Recommendation: Fix Sentry Sidekiq trace grouping

You’ve got this problem where unrelated Sidekiq traces are grouped together in Sentry. This is an issue I reported to them a year ago which they did fix but there’s a config setting you have to apply and/or a version upgrade we’ll need to do.

Recommendation: TDCUpsertEventsJob: Huge amounts of time consumed, investigate retry mechanism feedback

This job is your highest by total time consumed (i.e.: total time spent running), so I’d like to reduce that to increase our available capacity. There’s something very weird going on in this job regarding retries I think. We should talk through how Retriable works and what we think are reasonable defaults here. The Sentry data is unclear as to why this job takes so long but I have some hypotheses.

Recommendation: Install jemalloc and reduce Sidekiq task definition memory to 2048, 1024 long term

I noticed all Sidekiq tasks are set to 4GB. That’s usually more than required. We can install jemalloc and probably remove ~90% of your memory usage problems and reduce this to 2GB. Long term I’d like to get this down to 1GB.

Recommendation: Fix sidekiq pool/concurrency size mismatch

You’re currently running Sidekiq at default concurrency (10), which is good, but your database pool size is set to RAILS_MAX_THREADS

5. That leaves you by default with a Sidekiq concurrency too high for the database pool. That will eventually result in connection pool exceptions or phantom latency as threads wait on the connection pool.

I prefer people set these to the same value somehow.
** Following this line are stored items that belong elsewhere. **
//! Inline tokenizer: escapes, code spans, links, hard breaks, delimiter
//! runs declared by mark units and inline rules declared by node units.
//!
//! Delimiter runs are resolved without flanking rules. A run first closes
//! the nearest open delimiters of the same character (innermost first),
//! then whatever is left of it opens new ones, longest delimiter first.
//! Openers that are never closed fall back to literal text.

use std::fmt;
use std::sync::Arc;

use smol_str::SmolStr;

use crate::escape::unescape;
use crate::token::Token;

/// A delimiter such as `**` that wraps text in a mark token.
#[derive(Debug, Clone, PartialEq, Eq)]
pub struct DelimiterSpec {
    pub marker: char,
    pub len: usize,
    pub token: SmolStr,
}

impl DelimiterSpec {
    pub fn new(marker: char, len: usize, token: impl Into<SmolStr>) -> Self {
        Self {
            marker,
            len,
            token: token.into(),
        }
    }

    fn markup(&self) -> String {
        std::iter::repeat_n(self.marker, self.len).collect()
    }
}

/// A span of inline syntax that becomes a single token, such as an emoji
/// shortcode. Rules run before the built-in syntax, in registration order.
pub trait InlineRule: Send + Sync {
    /// Unique rule name; a second rule with the same name is ignored.
    fn name(&self) -> &str;

    /// First character of every match.
    fn trigger(&self) -> char;

    /// The token for the syntax at `start` and the index after it, or `None`
    /// when the text there is not this rule's syntax.
    fn parse(&self, chars: &[char], start: usize, line: usize) -> Option<(Token, usize)>;
}

#[derive(Clone, Default)]
pub struct InlineTokenizer {
    delimiters: Vec<DelimiterSpec>,
    rules: Vec<Arc<dyn InlineRule>>,
}

impl fmt::Debug for InlineTokenizer {
    fn fmt(&self, f: &mut fmt::Formatter<'_>) -> fmt::Result {
        f.debug_struct("InlineTokenizer")
            .field("delimiters", &self.delimiters)
            .field("rules", &self.rule_names())
            .finish()
    }
}

#[derive(Debug)]
enum Piece {
    Text(String),
    Token(Token),
    Open(usize),
    Close(usize),
}

struct Link {
    label_end: usize,
    href: String,
    title: Option<String>,
    end: usize,
}

fn run_length(chars: &[char], start: usize, c: char) -> usize {
    chars[start..].iter().take_while(|&&x| x == c).count()
}

impl InlineTokenizer {
    pub fn new() -> Self {
        Self::default()
    }

    /// Register a delimiter. A second spec for the same marker and length is
    /// ignored.
    pub fn push(&mut self, spec: DelimiterSpec) -> bool {
        if spec.len == 0
            || self
                .delimiters
                .iter()
                .any(|d| d.marker == spec.marker && d.len == spec.len)
        {
            return false;
        }
        self.delimiters.push(spec);
        // Longest first, so greedy splitting of opening runs works.
        self.delimiters.sort_by(|a, b| b.len.cmp(&a.len));
        true
    }

    pub fn delimiters(&self) -> &[DelimiterSpec] {
        &self.delimiters
    }

    /// Register an inline rule. Returns false when the name is taken.
    pub fn push_rule(&mut self, rule: Arc<dyn InlineRule>) -> bool {
        if self.rules.iter().any(|r| r.name() == rule.name()) {
            return false;
        }
        self.rules.push(rule);
        true
    }

    pub fn rule_names(&self) -> Vec<&str> {
        self.rules.iter().map(|r| r.name()).collect()
    }

    fn apply_rules(&self, chars: &[char], start: usize, line: usize) -> Option<(Token, usize)> {
        let c = chars[start];
        self.rules
            .iter()
            .filter(|r| r.trigger() == c)
            .find_map(|r| r.parse(chars, start, line))
            .filter(|(_, end)| *end > start)
    }

    pub fn tokenize(&self, text: &str, line: usize) -> Vec<Token> {
        let chars: Vec<char> = text.chars().collect();
        let pieces = self.scan(&chars, line);
        self.to_tokens(pieces, line)
    }

    fn is_delimiter(&self, c: char) -> bool {
        self.delimiters.iter().any(|d| d.marker == c)
    }

    fn scan(&self, chars: &[char], line: usize) -> Vec<Piece> {
        let mut pieces = Vec::new();
        let mut openers: Vec<(usize, usize)> = Vec::new();
        let mut text = String::new();
        let mut i = 0;

        fn flush(text: &mut String, pieces: &mut Vec<Piece>) {
            if !text.is_empty() {
                pieces.push(Piece::Text(std::mem::take(text)));
            }
        }

        while i < chars.len() {
            let c = chars[i];
            if let Some((token, end)) = self.apply_rules(chars, i, line) {
                flush(&mut text, &mut pieces);
                pieces.push(Piece::Token(token));
                i = end;
                continue;
            }
            match c {
                '\\' => match chars.get(i + 1) {
                    Some('\n') => {
                        flush(&mut text, &mut pieces);
                        pieces.push(Piece::Token(Token::leaf("hardbreak", line)));
                        i += 2;
                    }
                    Some(&next) if next.is_ascii_punctuation() => {
                        text.push(next);
                        i += 2;
                    }
                    _ => {
                        text.push('\\');
                        i += 1;
                    }
                },
                '\n' => {
                    flush(&mut text, &mut pieces);
                    pieces.push(Piece::Token(Token::leaf("hardbreak", line)));
                    i += 1;
                }
                '`' => {
                    let run = run_length(chars, i, '`');
                    match code_span(chars, i, run) {
                        Some((content, end)) => {
                            flush(&mut text, &mut pieces);
                            let markup: String = std::iter::repeat_n('`', run).collect();
                            pieces.push(Piece::Token(
                                Token::leaf("code_inline", line)
                                    .with_markup(markup)
                                    .with_content(content),
                            ));
                            i = end;
                        }
                        None => {
                            text.extend(std::iter::repeat_n('`', run));
                            i += run;
                        }
                    }
                }
                '[' => match parse_link(chars, i) {
                    Some(link) => {
                        flush(&mut text, &mut pieces);
                        let mut open = Token::open("link", line).with_attr("href", link.href.as_str());
                        if let Some(title) = &link.title {
                            open = open.with_attr("title", title.as_str());
                        }
                        pieces.push(Piece::Token(open));
                        let inner = self.scan(&chars[i + 1..link.label_end], line);
                        for token in self.to_tokens(inner, line) {
                            pieces.push(Piece::Token(token));
                        }
                        pieces.push(Piece::Token(Token::close("link", line)));
                        i = link.end;
                    }
                    None => {
                        text.push('[');
                        i += 1;
                    }
                },
                c if self.is_delimiter(c) => {
                    flush(&mut text, &mut pieces);
                    let run = run_length(chars, i, c);
                    self.delimiter_run(c, run, &mut pieces, &mut openers);
                    i += run;
                }
                c => {
                    text.push(c);
                    i += 1;
                }
            }
        }
        flush(&mut text, &mut pieces);
        for (index, spec) in openers {
            pieces[index] = Piece::Text(self.delimiters[spec].markup());
        }
        pieces
    }

    fn delimiter_run(
        &self,
        c: char,
        run: usize,
        pieces: &mut Vec<Piece>,
        openers: &mut Vec<(usize, usize)>,
    ) {
        let mut remaining = run;
        while remaining > 0 {
            let found = openers.iter().rposition(|&(_, s)| {
                let spec = &self.delimiters[s];
                spec.marker == c && spec.len <= remaining
            });
            let Some(at) = found else {
                break;
            };
            for (index, spec) in openers.drain(at + 1..) {
                pieces[index] = Piece::Text(self.delimiters[spec].markup());
            }
            let Some((_, spec)) = openers.pop() else {
                break;
            };
            pieces.push(Piece::Close(spec));
            remaining -= self.delimiters[spec].len;
        }
        if remaining == 0 {
            return;
        }

        let mut opens = Vec::new();
        let mut rest = remaining;
        while let Some(spec) = self
            .delimiters
            .iter()
            .position(|d| d.marker == c && d.len <= rest)
        {
            opens.push(spec);
            rest -= self.delimiters[spec].len;
        }
        if rest > 0 {
            pieces.push(Piece::Text(std::iter::repeat_n(c, rest).collect()));
        }
        for spec in opens {
            openers.push((pieces.len(), spec));
            pieces.push(Piece::Open(spec));
        }
    }

    fn to_tokens(&self, pieces: Vec<Piece>, line: usize) -> Vec<Token> {
        let mut tokens: Vec<Token> = Vec::with_capacity(pieces.len());
        for piece in pieces {
            match piece {
                Piece::Text(text) => {
                    if text.is_empty() {
                        continue;
                    }
                    match tokens.last_mut() {
                        Some(last) if last.name == "text" => last.content.push_str(&text),
                        _ => tokens.push(Token::leaf("text", line).with_content(text)),
                    }
                }
                Piece::Token(token) => tokens.push(token),
                Piece::Open(spec) => {
                    let spec = &self.delimiters[spec];
                    tokens.push(Token::open(spec.token.clone(), line).with_markup(spec.markup()));
                }
                Piece::Close(spec) => {
                    let spec = &self.delimiters[spec];
                    tokens.push(Token::close(spec.token.clone(), line).with_markup(spec.markup()));
                }
            }
        }
        tokens
    }
}

/// Find the closing backtick run of exactly `run` ticks. Returns the span
/// content and the index after the closing run.
fn code_span(chars: &[char], start: usize, run: usize) -> Option<(String, usize)> {
    let mut k = start + run;
    while k < chars.len() {
        if chars[k] == '`' {
            let close = run_length(chars, k, '`');
            if close == run {
                let content: String = chars[start + run..k].iter().collect();
                let padded = content.len() >= 2
                    && content.starts_with(' ')
                    && content.ends_with(' ')
                    && !content.chars().all(|c| c == ' ');
                let content = if padded {
                    content[1..content.len() - 1].to_owned()
                } else {
                    content
                };
                return Some((content, k + close));
            }
            k += close;
        } else {
            k += 1;
        }
    }
    None
}

/// Index of the `]` closing the label opened at `start`.
fn label_end(chars: &[char], start: usize) -> Option<usize> {
    let mut depth = 0usize;
    let mut k = start + 1;
    while k < chars.len() {
        match chars[k] {
            '\\' => k += 2,
            '`' => {
                let run = run_length(chars, k, '`');
                k = code_span(chars, k, run).map_or(k + run, |(_, end)| end);
            }
            '[' => {
                depth += 1;
                k += 1;
            }
            ']' if depth == 0 => return Some(k),
            ']' => {
                depth -= 1;
                k += 1;
            }
            _ => k += 1,
        }
    }
    None
}

fn skip_spaces(chars: &[char], mut k: usize) -> usize {
    while k < chars.len() && matches!(chars[k], ' ' | '\t') {
        k += 1;
    }
    k
}

/// `[label](dest "title")`, where dest may be wrapped in angle brackets.
fn parse_link(chars: &[char], start: usize) -> Option<Link> {
    let label_end = label_end(chars, start)?;
    if chars.get(label_end + 1) != Some(&'(') {
        return None;
    }
    let mut k = skip_spaces(chars, label_end + 2);
    let mut raw = String::new();
    if chars.get(k) == Some(&'<') {
        k += 1;
        loop {
            match chars.get(k)? {
                '\\' => {
                    raw.push('\\');
                    raw.push(*chars.get(k + 1)?);
                    k += 2;
                }
                '>' => {
                    k += 1;
                    break;
                }
                '\n' => return None,
                &c => {
                    raw.push(c);
                    k += 1;
                }
            }
        }
    } else {
        while let Some(&c) = chars.get(k) {
            match c {
                '\\' => {
                    raw.push('\\');
                    raw.push(*chars.get(k + 1)?);
                    k += 2;
                }
                ')' | ' ' | '\t' | '\n' => break,
                c => {
                    raw.push(c);
                    k += 1;
                }
            }
        }
    }
    k = skip_spaces(chars, k);
    let mut title = None;
    if chars.get(k) == Some(&'"') {
        let mut raw_title = String::new();
        k += 1;
        loop {
            match chars.get(k)? {
                '\\' => {
                    raw_title.push('\\');
                    raw_title.push(*chars.get(k + 1)?);
                    k += 2;
                }
                '"' => {
                    k += 1;
                    break;
                }
                &c => {
                    raw_title.push(c);
                    k += 1;
                }
            }
        }
        title = Some(unescape(&raw_title));
        k = skip_spaces(chars, k);
    }
    if chars.get(k) != Some(&')') {
        return None;
    }
    Some(Link {
        label_end,
        href: unescape(&raw),
        title,
        end: k + 1,
    })
}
Usually the simplest way is to just rely on how Sidekiq uses RAILS_MAX_THREADS as it’s default concurrency value (Puma too), and use that to control database pool size AND concurrency everywhere.

Recommendation: volatile-lru is not ideal for sidekiq

Your Redis store is set to volatile-lru expiration. This could result in the permanent loss of Sidekiq stats data as well as any other data Mike decides now or in the future will have an expiry, such as the new profiler stuff or Iterable state.

Recommendation: Do not use same Redis store for cache, actioncable and sidekiq (env vars diff?)

It was unclear to me if the cache and Sidekiq are actually using the same Redis store, but I know that actioncable and Sidekiq definitely are. This is unsafe, as all three types of store should a) fail independently and b) generally should have different memory sizes and expiration policies (as just mentioned).

Migrate this to three different elasticache instances.